Food Review: Vertical Diner – January 2011
10 a.m. – 10 p.m. seven days a week
Set in the Meat Packing District a mile or so south of downtown, the Vertical Diner is a recycled space with a comfortable retro-post-punk vibe and uncompromising vegan diner-style food. A large part of the success of this place, for me, is that it doesn’t feel preachy about its do-gooder agenda. Say what you want about vegetarians, but being vegan requires a pretty obsessively strict set of principles.
However, Vertical Diner doesn’t radiate any angry or groovy moral attitude. It feels like an artsy diner from the ‘80s in a big city like Kansas City or San Francisco. The excellent servers look the part, too. It is punk, clean and cool—I could see hanging out here daily if I were a teen (and had a lot of money). Its version of everyday food makes a good case that one can become a vegan and still be happy about going to the diner.
I like this place. I really like this place. It isn’t a coffee shop, but it has the relaxed atmosphere of some of my favorite joe-joints. The slow exhalation your seat makes as you sit seems to say, “What’s the hurry, Bub?” and with excellent music smartly picked from Slacker Radio, the air itself seems filled with narcotic reveries from the ‘80s and ‘90s. The servers are nice and punk and won’t put up with any weirdoness, which is just right for a place like this. Homey diners always attract eccentrics and strife-stirrers, probably for the same reason they attract me—they feel safe and warm.
Ambience aside, I like the food here, too.

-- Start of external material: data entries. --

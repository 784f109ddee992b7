//! Random access by virtual offset over files written with the library.

use std::io::Read;

use blockgz_lib::bgzf_io::{append_writer, create_writer, open_reader};
use blockgz_lib::{VirtualOffset, WriterOptions};
use rand::rngs::StdRng;
use rand::seq::SliceRandom;
use rand::SeedableRng;
use tempfile::TempDir;

/// Writes numbered records and returns each record with the virtual offset it starts at.
fn write_records(path: &std::path::Path, count: usize) -> Vec<(VirtualOffset, Vec<u8>)> {
    let options = WriterOptions { block_size: 4096, ..WriterOptions::default() };
    let mut writer = create_writer(path, options).unwrap();
    let mut records = Vec::with_capacity(count);
    for i in 0..count {
        let record = format!("record-{i:06}:{}\n", "N".repeat(i % 97)).into_bytes();
        records.push((writer.virtual_offset().unwrap(), record.clone()));
        writer.write_bytes(&record).unwrap();
    }
    writer.finish().unwrap();
    records
}

#[test]
fn test_seek_to_every_record_in_random_order() {
    let dir = TempDir::new().unwrap();
    let path = dir.path().join("records.gz");
    let mut records = write_records(&path, 3_000);
    records.shuffle(&mut StdRng::seed_from_u64(42));

    let mut reader = open_reader(&path).unwrap();
    for (offset, record) in &records {
        reader.seek(*offset).unwrap();
        assert_eq!(&reader.read_bytes(record.len()).unwrap(), record);
    }
}

#[test]
fn test_reader_offsets_match_writer_offsets() {
    let dir = TempDir::new().unwrap();
    let path = dir.path().join("records.gz");
    let records = write_records(&path, 1_000);

    let mut reader = open_reader(&path).unwrap();
    for (offset, record) in &records {
        let here = reader.virtual_offset().unwrap();
        // A record starting exactly at a block boundary is addressed by the next block start
        assert_eq!(here, *offset, "record {}", String::from_utf8_lossy(record));
        reader.read_bytes(record.len()).unwrap();
    }
    assert!(reader.is_eof().unwrap());
}

#[test]
fn test_seek_then_stream_to_end() {
    let dir = TempDir::new().unwrap();
    let path = dir.path().join("records.gz");
    let records = write_records(&path, 500);
    let (offset, _) = records[250];
    let expected: Vec<u8> = records[250..].iter().flat_map(|(_, r)| r.clone()).collect();

    let mut reader = open_reader(&path).unwrap();
    reader.seek(offset).unwrap();
    let mut rest = Vec::new();
    reader.read_to_end(&mut rest).unwrap();
    assert_eq!(rest, expected);
}

#[test]
fn test_offsets_survive_append() {
    let dir = TempDir::new().unwrap();
    let path = dir.path().join("appended.gz");

    let mut writer = create_writer(&path, WriterOptions::default()).unwrap();
    writer.write_bytes(b"first session\n").unwrap();
    writer.close().unwrap();

    let mut writer = append_writer(&path, WriterOptions::default()).unwrap();
    writer.write_bytes(b"second ").unwrap();
    let bookmark = writer.virtual_offset().unwrap();
    writer.write_bytes(b"session\n").unwrap();
    writer.finish().unwrap();

    let mut reader = open_reader(&path).unwrap();
    let mut all = String::new();
    reader.read_to_string(&mut all).unwrap();
    assert_eq!(all, "first session\nsecond session\n");

    reader.seek(bookmark).unwrap();
    assert_eq!(reader.read_bytes(8).unwrap(), b"session\n");
}
//! BGZF output is ordinary multi-member gzip, and BGZF produced by other gzip writers reads back.

use std::io::{Cursor, Read, Write};

use blockgz_lib::{BgzfError, BgzfReader, WriterOptions};
use flate2::Compression;
use flate2::GzBuilder;
use flate2::read::MultiGzDecoder;
use flate2::write::GzEncoder;

use crate::helpers::{compress, random_payload, text_payload};

fn gunzip(data: &[u8]) -> Vec<u8> {
    let mut out = Vec::new();
    MultiGzDecoder::new(data).read_to_end(&mut out).unwrap();
    out
}

#[test]
fn test_gzip_decoder_reads_multi_block_output() {
    let payload = text_payload(20_000);
    let data = compress(&payload, WriterOptions::default());
    assert_eq!(gunzip(&data), payload);
}

#[test]
fn test_gzip_decoder_reads_incompressible_output() {
    let payload = random_payload(200_000, 11);
    let options = WriterOptions { block_size: 65280, ..WriterOptions::default() };
    assert_eq!(gunzip(&compress(&payload, options)), payload);
}

/// A gzip member written by flate2 with a foreign subfield ahead of `BC`.
fn foreign_bgzf_member(payload: &[u8]) -> Vec<u8> {
    let extra = vec![b'X', b'Y', 2, 0, 0xaa, 0xbb, b'B', b'C', 2, 0, 0, 0];
    let mut encoder = GzBuilder::new().extra(extra).write(Vec::new(), Compression::default());
    encoder.write_all(payload).unwrap();
    let mut member = encoder.finish().unwrap();

    // 10 byte fixed header, 2 byte XLEN, 6 byte XY subfield, 4 byte BC subfield header
    let bsize = u16::try_from(member.len() - 1).unwrap().to_le_bytes();
    member[22..24].copy_from_slice(&bsize);
    member
}

#[test]
fn test_reads_member_with_extra_subfields() {
    let mut data = foreign_bgzf_member(b"from another writer ");
    data.extend_from_slice(&foreign_bgzf_member(b"and another"));

    let mut reader = BgzfReader::open(Cursor::new(data)).unwrap();
    let mut out = String::new();
    reader.read_to_string(&mut out).unwrap();
    assert_eq!(out, "from another writer and another");
}

#[test]
fn test_plain_gzip_is_rejected() {
    let mut encoder = GzEncoder::new(Vec::new(), Compression::default());
    encoder.write_all(b"not blocked").unwrap();
    let data = encoder.finish().unwrap();

    let err = BgzfReader::open(Cursor::new(data)).err().unwrap();
    assert!(matches!(err, BgzfError::Format { offset: 0, .. }));
}
#![deny(unsafe_code)]
// Clippy lint configuration for CI
// These lints are allowed because:
// - cast_*: block and offset arithmetic moves between u16/u32/u64/usize on checked bounds
// - module_name_repetitions: types are named after the format (BgzfReader, BgzfError)
#![allow(
    clippy::cast_precision_loss,
    clippy::cast_possible_truncation,
    clippy::cast_sign_loss,
    clippy::module_name_repetitions
)]

//! # blockgz - BGZF Reading and Writing Library
//!
//! BGZF (Blocked GZip Format) is the compression layer under BAM, BCF and tabix-indexed
//! files: a sequence of independent gzip members, each holding at most 64 KiB of data and
//! recording its own compressed size, so a reader can jump straight to any block.
//!
//! ## Overview
//!
//! ### Core Functionality
//!
//! - **[`block`]** - Single-block codec: framing, compression, CRC32 and length checks
//! - **[`virtual_offset`]** - 48/16-bit virtual offset packing
//! - **[`reader`]** - Sequential and random-access decompressing reader
//! - **[`writer`]** - Buffering, block-emitting compressing writer
//! - **[`blocks`]** - Block-by-block iteration for inspection and indexing
//!
//! ### Utilities
//!
//! - **[`bgzf_io`]** - Path-based reader/writer constructors
//! - **[`errors`]** - Typed error taxonomy
//! - **[`logging`]** - Formatting helpers for progress and summary logging
//!
//! ## Quick Start
//!
//! ```
//! use std::io::Cursor;
//! use blockgz_lib::{BgzfReader, BgzfWriter};
//!
//! # fn main() -> blockgz_lib::errors::Result<()> {
//! let mut writer = BgzfWriter::new(Vec::new());
//! writer.write_bytes(b"header\n")?;
//! let record_start = writer.virtual_offset()?;
//! writer.write_bytes(b"record one\n")?;
//! let data = writer.finish()?;
//!
//! let mut reader = BgzfReader::open(Cursor::new(data))?;
//! reader.seek(record_start)?;
//! assert_eq!(reader.read_bytes(10)?, b"record one");
//! # Ok(())
//! # }
//! ```

pub mod bgzf_io;
pub mod block;
pub mod blocks;
pub mod errors;
pub mod logging;
pub mod reader;
pub mod virtual_offset;
pub mod writer;

pub use block::{BGZF_EOF, Block};
pub use blocks::Blocks;
pub use errors::{BgzfError, Result};
pub use reader::BgzfReader;
pub use virtual_offset::{VirtualOffset, pack, unpack};
pub use writer::{BgzfWriter, CloseError, WriterOptions};
impl<W: Write> Drop for BgzfWriter<W> {
    fn drop(&mut self) {
        if self.inner.is_none() || (self.buffer.is_empty() && !self.has_in_flight()) {
            return;
        }
        if let Err(e) = self.settle() {
            warn!("Failed to flush BGZF writer on drop: {e}");
        }
    }
}

// ============================================================================
// Tests
// ============================================================================
//! Integration tests for the blocks command.

use std::fs;

use blockgz_lib::WriterOptions;
use tempfile::TempDir;

use crate::helpers::{arg, compress, run_blockgz, text_payload};

#[test]
fn test_blocks_lists_offsets_and_sizes() {
    let temp_dir = TempDir::new().unwrap();
    let input = temp_dir.path().join("listed.gz");
    let payload = text_payload(1_000);
    let options = WriterOptions { block_size: 20_000, ..WriterOptions::default() };
    let data = compress(&payload, options);
    fs::write(&input, &data).unwrap();

    let result = run_blockgz(&["blocks", "-i", arg(&input)]);
    assert!(result.status.success(), "stderr: {}", String::from_utf8_lossy(&result.stderr));

    let stdout = String::from_utf8(result.stdout).unwrap();
    let rows: Vec<Vec<usize>> = stdout
        .lines()
        .map(|line| line.split('\t').map(|f| f.parse().unwrap()).collect())
        .collect();

    assert_eq!(rows.len(), payload.len().div_ceil(20_000) + 1);
    assert_eq!(rows[0][0], 0);
    for pair in rows.windows(2) {
        assert_eq!(pair[0][0] + pair[0][1], pair[1][0]);
    }
    let last = rows.last().unwrap();
    assert_eq!(last[1..], [28, 0]);
    assert_eq!(last[0] + last[1], data.len());
    assert_eq!(rows.iter().map(|r| r[2]).sum::<usize>(), payload.len());
}

#[test]
fn test_blocks_reports_corruption() {
    let temp_dir = TempDir::new().unwrap();
    let input = temp_dir.path().join("corrupt.gz");
    let mut data = compress(b"some data to damage", WriterOptions::default());
    let crc_at = data.len() - 28 - 8;
    data[crc_at] ^= 0x01;
    fs::write(&input, &data).unwrap();

    let result = run_blockgz(&["blocks", "-i", arg(&input)]);
    assert!(!result.status.success());
    assert!(String::from_utf8_lossy(&result.stderr).contains("CRC32 mismatch"));
}
impl BlockDecoder {
    /// Creates a decoder.
    #[must_use]
    pub fn new() -> Self {
        Self { decompressor: Decompressor::new() }
    }

    /// Reads the next block from `reader`, which must be positioned at `start_offset`.
    ///
    /// Returns `Ok(None)` if the input is exhausted exactly at a block boundary.
    ///
    /// # Errors
    ///
    /// - [`BgzfError::Format`] for a bad magic, malformed extra field or missing `BC` subfield
    /// - [`BgzfError::TruncatedStream`] if the input ends inside the block
    /// - [`BgzfError::Corruption`] if the payload fails to inflate or its CRC32 or length does
    ///   not match the footer
    pub fn read_block<R: Read + ?Sized>(
        &mut self,
        reader: &mut R,
        start_offset: u64,
    ) -> Result<Option<Block>> {
        let mut magic = [0u8; 4];
        let n = read_up_to(reader, &mut magic)?;
        if n == 0 {
            return Ok(None);
        }
        if n < magic.len() {
            return Err(truncated(start_offset, "block magic"));
        }
        if magic != BGZF_MAGIC {
            return Err(BgzfError::Format {
                offset: start_offset,
                reason: format!(
                    "a BGZF block should start with 1f 8b 08 04, not {:02x} {:02x} {:02x} {:02x}",
                    magic[0], magic[1], magic[2], magic[3]
                ),
            });
        }

        // MTIME (4), XFL (1), OS (1), XLEN (2)
        let mut fixed = [0u8; 8];
        read_exact_or_truncated(reader, &mut fixed, start_offset, "gzip header")?;
        let extra_len = usize::from(u16::from_le_bytes([fixed[6], fixed[7]]));

        let mut extra = vec![0u8; extra_len];
        read_exact_or_truncated(reader, &mut extra, start_offset, "extra field")?;
        let framed_size = parse_block_size(&extra, start_offset)?;

        let Some(deflate_size) = framed_size.checked_sub(NON_EXTRA_OVERHEAD + 1 + extra_len) else {
            return Err(BgzfError::Format {
                offset: start_offset,
                reason: format!(
                    "block size {framed_size} is smaller than its header and footer ({} bytes)",
                    NON_EXTRA_OVERHEAD + 1 + extra_len
                ),
            });
        };

        let mut body = vec![0u8; deflate_size + BGZF_FOOTER_SIZE];
        read_exact_or_truncated(reader, &mut body, start_offset, "compressed data")?;
        let (compressed, footer) = body.split_at(deflate_size);
        let expected_crc = u32::from_le_bytes([footer[0], footer[1], footer[2], footer[3]]);
        let expected_size = u32::from_le_bytes([footer[4], footer[5], footer[6], footer[7]]) as usize;

        if expected_size > MAX_PAYLOAD_SIZE {
            return Err(BgzfError::Corruption {
                offset: start_offset,
                reason: format!(
                    "declared uncompressed size {expected_size} exceeds {MAX_PAYLOAD_SIZE}"
                ),
            });
        }

        // One spare byte so a payload that inflates past its declared size is caught as a
        // length mismatch rather than silently clipped.
        let mut data = vec![0u8; expected_size + 1];
        let actual_size = match self.decompressor.deflate_decompress(compressed, &mut data) {
            Ok(size) => size,
            Err(DecompressionError::InsufficientSpace) => {
                return Err(BgzfError::Corruption {
                    offset: start_offset,
                    reason: format!("decompressed to more than the declared {expected_size} bytes"),
                });
            }
            Err(e) => {
                return Err(BgzfError::Corruption {
                    offset: start_offset,
                    reason: format!("BGZF decompression failed: {e:?}"),
                });
            }
        };
        if actual_size != expected_size {
            return Err(BgzfError::Corruption {
                offset: start_offset,
                reason: format!("decompressed to {actual_size} bytes, not {expected_size}"),
            });
        }
        data.truncate(actual_size);

        let actual_crc = crc32fast::hash(&data);
        if actual_crc != expected_crc {
            return Err(BgzfError::Corruption {
                offset: start_offset,
                reason: format!(
                    "CRC32 mismatch: expected 0x{expected_crc:08x}, got 0x{actual_crc:08x}"
                ),
            });
        }

        debug!("Decoded BGZF block at {start_offset}: {framed_size} bytes -> {actual_size} bytes");
        Ok(Some(Block { start_offset, framed_size, data }))
    }
}

/// Reads one block with a throwaway decoder.
///
/// # Errors
///
/// See [`BlockDecoder::read_block`].
pub fn decode_block<R: Read + ?Sized>(reader: &mut R, start_offset: u64) -> Result<Option<Block>> {
    BlockDecoder::new().read_block(reader, start_offset)
}

/// Walks the extra subfields and returns the framed block size from the single `BC` entry.
fn parse_block_size(extra: &[u8], offset: u64) -> Result<usize> {
    let format_error = |reason: String| BgzfError::Format { offset, reason };

    let mut block_size = None;
    let mut pos = 0;
    while pos < extra.len() {
        if pos + 4 > extra.len() {
            return Err(format_error(format!("extra subfield header truncated at byte {pos}")));
        }
        let id = [extra[pos], extra[pos + 1]];
        let subfield_len = usize::from(u16::from_le_bytes([extra[pos + 2], extra[pos + 3]]));
        let data_start = pos + 4;
        let data_end = data_start + subfield_len;
        if data_end > extra.len() {
            return Err(format_error(format!(
                "extra subfield of {subfield_len} bytes overruns the {} byte extra field",
                extra.len()
            )));
        }

        if id == BC_SUBFIELD_ID {
            if subfield_len != 2 {
                return Err(format_error(format!(
                    "BC subfield payload must be 2 bytes, got {subfield_len}"
                )));
            }
            if block_size.is_some() {
                return Err(format_error("two BC subfields in one block".to_string()));
            }
            let bsize = u16::from_le_bytes([extra[data_start], extra[data_start + 1]]);
            block_size = Some(usize::from(bsize) + 1);
        }
        pos = data_end;
    }

    block_size.ok_or_else(|| {
        format_error("missing BC subfield, not a valid block-structured (BGZF) stream".to_string())
    })
}

/// Fills as much of `buf` as the reader can supply, returning the number of bytes read.
fn read_up_to<R: Read + ?Sized>(reader: &mut R, buf: &mut [u8]) -> io::Result<usize> {
    let mut filled = 0;
    while filled < buf.len() {
        match reader.read(&mut buf[filled..]) {
            Ok(0) => break,
            Ok(n) => filled += n,
            Err(e) if e.kind() == io::ErrorKind::Interrupted => {}
            Err(e) => return Err(e),
        }
    }
    Ok(filled)
}

fn read_exact_or_truncated<R: Read + ?Sized>(
    reader: &mut R,
    buf: &mut [u8],
    offset: u64,
    what: &str,
) -> Result<()> {
    match reader.read_exact(buf) {
        Ok(()) => Ok(()),
        Err(e) if e.kind() == io::ErrorKind::UnexpectedEof => Err(truncated(offset, what)),
        Err(e) => Err(e.into()),
    }
}

fn truncated(offset: u64, what: &str) -> BgzfError {
    BgzfError::TruncatedStream { offset, reason: format!("input ended while reading {what}") }
}

// ============================================================================
// Tests
// ============================================================================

The menu doesn’t bother to tell you it isn’t meat or eggs or cheese, etc., it just assumes that you are hip to the fact that everything is not just vegetarian, but vegan. Does it mean anything that the menu is written in the language of the meat-eating world? Although some of my vegetarian friends have their own opinions about that, I merely see it as a way of submerging the politics of veganness—yes, this is a vegan diner, but in here you’re just preaching to the choir.
For starters, I tried the Tender Tigers ($6.00), a “fried chicken tender” (i.e. wheat meat on a stick) with an excellent vegan ranch dressing. The Nacho Mama ($8.75) is a tasty option, too.
The Taco Salad ($9.50), with its delicate tangy cilantro-lime dressing, makes a delightful lunch. The mixed greens give it a more urban feel than ordinary iceberg would, and give the dish a bit of class. Chicken Biscuit Pie ($8.75), the Vertical version of chicken pot pie, consists of garden vegetables in a delicious sage-finished gravy topped with a biscuit. And the gravy is to die for. Really … how do they do it? It’s a little sweet, like much American food is now, but that makes it taste better—doesn’t it?
One afternoon, as I sat at the counter chatting with the new-wavey waiter about the most popular food items (he suggested I try the Portobello Reuben), I noticed how the beer bottles and glasses lined up like the bandoleros of some beery giant. Beer, cider and wine by the glass or bottle are available at really reasonable prices.
The selection of beers is impressive, and the display they make of the various bottles is one of the many visually interesting assets of the diner. I ordered the Jerk Chicken Burrito, ($9.00) which kicked my butt, in a good way. I upped 75 cents for the house green salsa which was itself a revelation, intensely flavored, thick and very hot.
I wanted to eat another meal on this occasion, but this little burrito took all the room my normally huge appetite had. I did finally get around to trying the suggested Reuben ($7.75), and it was fine, but the homemade sauerkraut was less sharp than I like and the Portobello wasn’t really up to the job of delivering the mouth-stretching flavors that I expect from a Reuben. And it came on wheat bread.
I asked my friend Katie what she eats when she goes to Vertical, and her favorite is the chicken fried steak, which is called the American Diner ($9.25). It consists of three of the chicken portions over potatoes fried or mashed, and the whole pile covered in gravy. The gravy is just great, the mash is a big maternal hug on a spoon and the fries hold their own against any: Together, the sum is greater than the whole. This is one of those dishes that continue to wash over in memory like a good nap. I want some right now.
If you are someone who must have dessert, the vegan brownie ($2.50) isn’t bad for what it is. I think the savory flavors of Vertical’s accomplished salsas and gravies are dessert enough, though.
I ate at the diner on several occasions while researching this article and was surprised that, although the portions are not serve-yourself large, I felt happily full and satisfied for a pleasantly long time after each meal. My hunger to return, for the atmosphere and for the food, lasted even longer… I think it’s still lingering.